Precis: In pooled phase III analyses, once-daily netarsudil 0.02% resulted in intraocular pressure (IOP) reduction that was noninferior to twice-daily timolol 0.5%, with minimal treatment-related serious or systemic adverse events (AEs). Ocular AEs were generally tolerable.

Purpose: The purpose of this study was to assess the efficacy and safety of the Rho kinase inhibitor netarsudil in patients with open-angle glaucoma or ocular hypertension.

Patients and methods: Pooled analysis of data from the ROCKET-1 to 4 phase III studies of once-daily (PM) netarsudil or twice-daily timolol in patients with open-angle glaucoma or ocular hypertension. The primary efficacy measure was mean IOP at 8:00 AM, 10:00 AM, and 4:00 PM at week 2, week 6, and month 3 in patients with baseline IOP <25 mm Hg.

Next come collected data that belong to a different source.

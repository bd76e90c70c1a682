//! Batch scheduler: discover pristine blocks, render them batch by batch

use std::sync::Arc;

use futures::future::join_all;
use tokio::sync::watch;
use tokio::task::JoinHandle;

use super::render::{Context, RenderOutcome, render_block, resolve_theme};
use crate::config::HighlighterConfig;
use crate::page::{BlockNode, LOADING_CLASS, NodeId, ReadyState};

/// What one call to [`Scheduler::run_cycle`] did
#[derive(Debug, Clone, Copy, PartialEq, Eq)]
pub enum CycleReport {
    /// Another cycle was already running
    Skipped,
    Completed {
        candidates: usize,
        rendered: usize,
        skipped: usize,
        failed: usize,
    },
}

impl CycleReport {
    pub fn rendered(&self) -> usize {
        match self {
            CycleReport::Completed { rendered, .. } => *rendered,
            CycleReport::Skipped => 0,
        }
    }
}

/// Whether discovery picks this node up
pub fn is_candidate(node: &BlockNode, config: &HighlighterConfig) -> bool {
    !node.is_rendered()
        && (node.language_tag().is_some() || node.classes.is_empty())
        && !config
            .exclusion_markers
            .iter()
            .any(|marker| node.has_class(marker))
}

/// Clears the running flag when the cycle ends, however it ends
struct InFlight<'a>(&'a watch::Sender<bool>);

impl Drop for InFlight<'_> {
    fn drop(&mut self) {
        self.0.send_replace(false);
    }
}

pub struct Scheduler {
    ctx: Context,
    running: watch::Sender<bool>,
}

impl Scheduler {
    pub fn new(ctx: Context) -> Self {
        let (running, _) = watch::channel(false);
        Self { ctx, running }
    }

    pub fn context(&self) -> &Context {
        &self.ctx
    }

    pub fn is_running(&self) -> bool {
        *self.running.borrow()
    }

    /// Resolves once no cycle is running
    pub async fn idle(&self) {
        let mut running = self.running.subscribe();
        // The sender lives as long as `self`, so this cannot fail
        let _ = running.wait_for(|running| !*running).await;
    }

    /// One full pass over every eligible block
    ///
    /// Calls made while a cycle is running return [`CycleReport::Skipped`]
    /// without doing anything.
    pub async fn run_cycle(&self) -> CycleReport {
        let started = self
            .running
            .send_if_modified(|running| !std::mem::replace(running, true));
        if !started {
            tracing::debug!("cycle already in flight, skipping");
            return CycleReport::Skipped;
        }
        let _guard = InFlight(&self.running);

        let page = &self.ctx.page;
        let (theme, candidates) = {
            let page = page.read();
            let theme = resolve_theme(&page, &self.ctx.config);
            let candidates: Vec<NodeId> = page
                .blocks()
                .filter(|node| is_candidate(node, &self.ctx.config))
                .map(|node| node.id)
                .collect();
            (theme, candidates)
        };

        if candidates.is_empty() {
            return CycleReport::Completed {
                candidates: 0,
                rendered: 0,
                skipped: 0,
                failed: 0,
            };
        }

        {
            let mut page = page.write();
            for &id in &candidates {
                page.add_class(id, LOADING_CLASS);
            }
        }

        let (mut rendered, mut skipped, mut failed) = (0, 0, 0);
        for batch in candidates.chunks(self.ctx.config.batch_size.max(1)) {
            let outcomes = join_all(
                batch
                    .iter()
                    .map(|&id| render_block(&self.ctx, id, &theme)),
            )
            .await;
            for outcome in outcomes {
                match outcome {
                    RenderOutcome::Rendered(_) => rendered += 1,
                    RenderOutcome::Skipped(_) => skipped += 1,
                    RenderOutcome::Failed(_) => failed += 1,
                }
            }
        }

        {
            // Rendered nodes were replaced; the rest still carry the class
            let mut page = page.write();
            for &id in &candidates {
                page.remove_class(id, LOADING_CLASS);
            }
        }

        tracing::info!(
            theme = %theme,
            candidates = candidates.len(),
            rendered,
            skipped,
            failed,
            "cycle finished"
        );
        CycleReport::Completed {
            candidates: candidates.len(),
            rendered,
            skipped,
            failed,
        }
    }

    /// Schedule the startup cycles
    ///
    /// A cycle runs as soon as the page is interactive (immediately if it
    /// already is), after the short and fallback delays, and once more
    /// after the page completes. Overlapping triggers collapse into the
    /// cycle already running.
    pub fn install_triggers(self: &Arc<Self>, ready: watch::Receiver<ReadyState>) -> JoinHandle<()> {
        let scheduler = Arc::clone(self);
        tokio::spawn(async move {
            let timings = scheduler.ctx.config.timings;

            let on_interactive = {
                let mut ready = ready.clone();
                let scheduler = &scheduler;
                async move {
                    if ready.wait_for(|s| *s >= ReadyState::Interactive).await.is_ok() {
                        scheduler.trigger("interactive").await;
                    }
                }
            };
            let on_complete = {
                let mut ready = ready.clone();
                let scheduler = &scheduler;
                async move {
                    if ready.wait_for(|s| *s >= ReadyState::Complete).await.is_ok() {
                        scheduler.trigger("complete").await;
                    }
                }
            };
            let short = async {
                tokio::time::sleep(timings.short_delay()).await;
                scheduler.trigger("short delay").await;
            };
            let fallback = async {
                tokio::time::sleep(timings.fallback_delay()).await;
                scheduler.trigger("fallback delay").await;
            };

            futures::join!(on_interactive, on_complete, short, fallback);
        })
    }

    async fn trigger(&self, reason: &str) {
        let report = self.run_cycle().await;
        tracing::debug!(reason, ?report, "triggered cycle");
    }
}

#[cfg(test)]
mod tests {
    use super::*;
    use crate::page::{Page, RENDERED_CLASS};
    use crate::testing::{GatedLoader, PlainLoader, context_with};

    fn page_with(blocks: &[(&[&str], &str)]) -> Page {
        let mut page = Page::new();
        for (classes, text) in blocks {
            page.add_block(classes, text);
        }
        page
    }

    #[test]
    fn test_discovery_rules() {
        let config = HighlighterConfig::default();
        let page = page_with(&[
            (&["language-rust"], "a"),
            (&[], "b"),
            (&["playground"], "c"),
            (&["language-repl"], "d"),
            (&["language-python", "nohighlight"], "e"),
        ]);
        let picked: Vec<bool> = page.blocks().map(|n| is_candidate(n, &config)).collect();
        assert_eq!(picked, vec![true, true, false, false, false]);
    }

    #[tokio::test]
    async fn test_cycle_renders_in_batches_and_clears_loading() {
        let blocks: Vec<(&[&str], &str)> = (0..7)
            .map(|_| (&["language-rust"][..], "fn a() {}"))
            .chain([(&["language-cobol"][..], "MOVE A TO B.")])
            .collect();
        let ctx = context_with(page_with(&blocks), PlainLoader::default());
        let scheduler = Scheduler::new(ctx.clone());

        let report = scheduler.run_cycle().await;
        assert_eq!(
            report,
            CycleReport::Completed {
                candidates: 8,
                rendered: 7,
                skipped: 1,
                failed: 0
            }
        );

        let page = ctx.page.read();
        for node in page.blocks() {
            assert!(!node.has_class(LOADING_CLASS));
        }
        let cobol = page.blocks().last().unwrap();
        assert_eq!(cobol.classes, vec!["language-cobol"]);
    }

    #[tokio::test]
    async fn test_second_cycle_is_idempotent() {
        let ctx = context_with(
            page_with(&[(&["language-rust"], "// @highlight: 1\nfn a() {}")]),
            PlainLoader::default(),
        );
        let scheduler = Scheduler::new(ctx.clone());

        scheduler.run_cycle().await;
        let first = ctx.page.to_html();
        let report = scheduler.run_cycle().await;

        assert_eq!(report.rendered(), 0);
        assert_eq!(ctx.page.to_html(), first);
        let page = ctx.page.read();
        assert_eq!(page.blocks().next().unwrap().classes, vec![RENDERED_CLASS]);
    }

    #[tokio::test]
    async fn test_overlapping_cycles_are_dropped() {
        let loader = GatedLoader::new();
        let ctx = context_with(
            page_with(&[(&["language-rust"], "fn a() {}"), (&[], "b")]),
            loader.clone(),
        );
        let scheduler = Scheduler::new(ctx.clone());

        let (first, second) = futures::join!(scheduler.run_cycle(), async {
            tokio::task::yield_now().await;
            assert!(scheduler.is_running());
            let report = scheduler.run_cycle().await;
            loader.open();
            report
        });

        assert_eq!(second, CycleReport::Skipped);
        assert_eq!(first.rendered(), 2);
        assert_eq!(loader.constructions(), 1);
        assert!(!scheduler.is_running());
        assert!(ctx.page.read().blocks().all(|n| n.is_rendered()));
    }

    #[tokio::test(start_paused = true)]
    async fn test_triggers_render_once_interactive() {
        let ctx = context_with(
            page_with(&[(&["language-go"], "package main")]),
            PlainLoader::default(),
        );
        let scheduler = Arc::new(Scheduler::new(ctx.clone()));

        let triggers = scheduler.install_triggers(ctx.page.ready_state());
        ctx.page.set_ready_state(ReadyState::Interactive);
        tokio::task::yield_now().await;
        tokio::time::sleep(ctx.config.timings.short_delay()).await;
        assert!(ctx.page.read().blocks().all(|n| n.is_rendered()));

        // Blocks added later are picked up by the remaining triggers
        ctx.page.write().add_block(&["language-go"], "func main() {}");
        ctx.page.set_ready_state(ReadyState::Complete);
        triggers.await.unwrap();
        assert!(ctx.page.read().blocks().all(|n| n.is_rendered()));
    }
}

Results: In the pooled primary efficacy population (netarsudil, n=494; timolol, n=510), once-daily netarsudil was noninferior to twice-daily timolol at all 9 timepoints through month 3. Mean treated IOP ranged from 16.4 to 18.1 mm Hg among netarsudil-treated patients and 16.8 to 17.6 mm Hg among timolol-treated patients. In the pooled safety population (n=839 in each treatment group), treatment-related serious AEs occurred at similar frequencies in each treatment group (netarsudil, 0.1%; timolol, 0%). The most common ocular AE, conjunctival hyperemia (netarsudil, 54.4%; timolol, 10.4%), was graded as mild in 77.6% (354/456) of affected netarsudil-treated patients.

Conclusions: Once-daily netarsudil resulted in IOP lowering that was noninferior to twice-daily timolol, with tolerable ocular AEs that were generally mild and self-resolving. As a first-in-class agent in the United States, with a novel mechanism of action, netarsudil may provide a useful therapeutic option for patients who would benefit from IOP lowering.

FIGURE 1

Pooled analysis population. *Numbers of patients shown are the safety population. †A netarsudil bid study arm was included in ROCKET-2 and ROCKET-3 but was not evaluated in this analysis. AE indicates adverse event; bid, twice daily; IOP, intraocular pressure; OAG, open-angle glaucoma; OHT, ocular hypertension; QD, once daily.

FIGURE 2

Mean IOP through month 3 in the per-protocol population of patients with baseline IOP <25 mm Hg (primary efficacy population). Error bars are ±SD. CI indicates confidence interval; IOP, intraocular pressure; SD, standard deviation.

FIGURE 3

A, Change from baseline in mean diurnal intraocular pressure (IOP) at month 3 for subgroups with different baseline IOP thresholds (per-protocol population). B, Percentage of patients at month 3 achieving ≥20% reduction in mean diurnal IOP for subgroups with different baseline IOP thresholds (per-protocol populations). *P<0.05 (once-daily netarsudil 0.02% vs. twice-daily timolol 0.5%). Error bars are SEM. SEM indicates standard error of the mean.

FIGURE 4

Mean change from baseline in heart rate. *P<0.01 versus baseline. Error bars are ±SD. SD indicates standard deviation.

FIGURE 5

A, Mean conjunctival hyperemia score (8:00 am) via biomicroscopy. B, Investigator-assessed maximum severity of conjunctival hyperemia (8:00 am) among patients administered once-daily netarsudil. Biomicroscopic grading of conjunctival hyperemia was performed on a standardized, 4-point scale [0=none (normal; appears white with a small number of conjunctival blood vessels easily observed); 1=mild (prominent pinkish-red color of both the bulbar and palpebral conjunctiva); 2=moderate (bright, scarlet red color of the bulbar and palpebral conjunctiva); 3=severe (“beefy red” with petechiae; dark red bulbar and palpebral conjunctiva with evidence of subconjunctival hemorrhage)].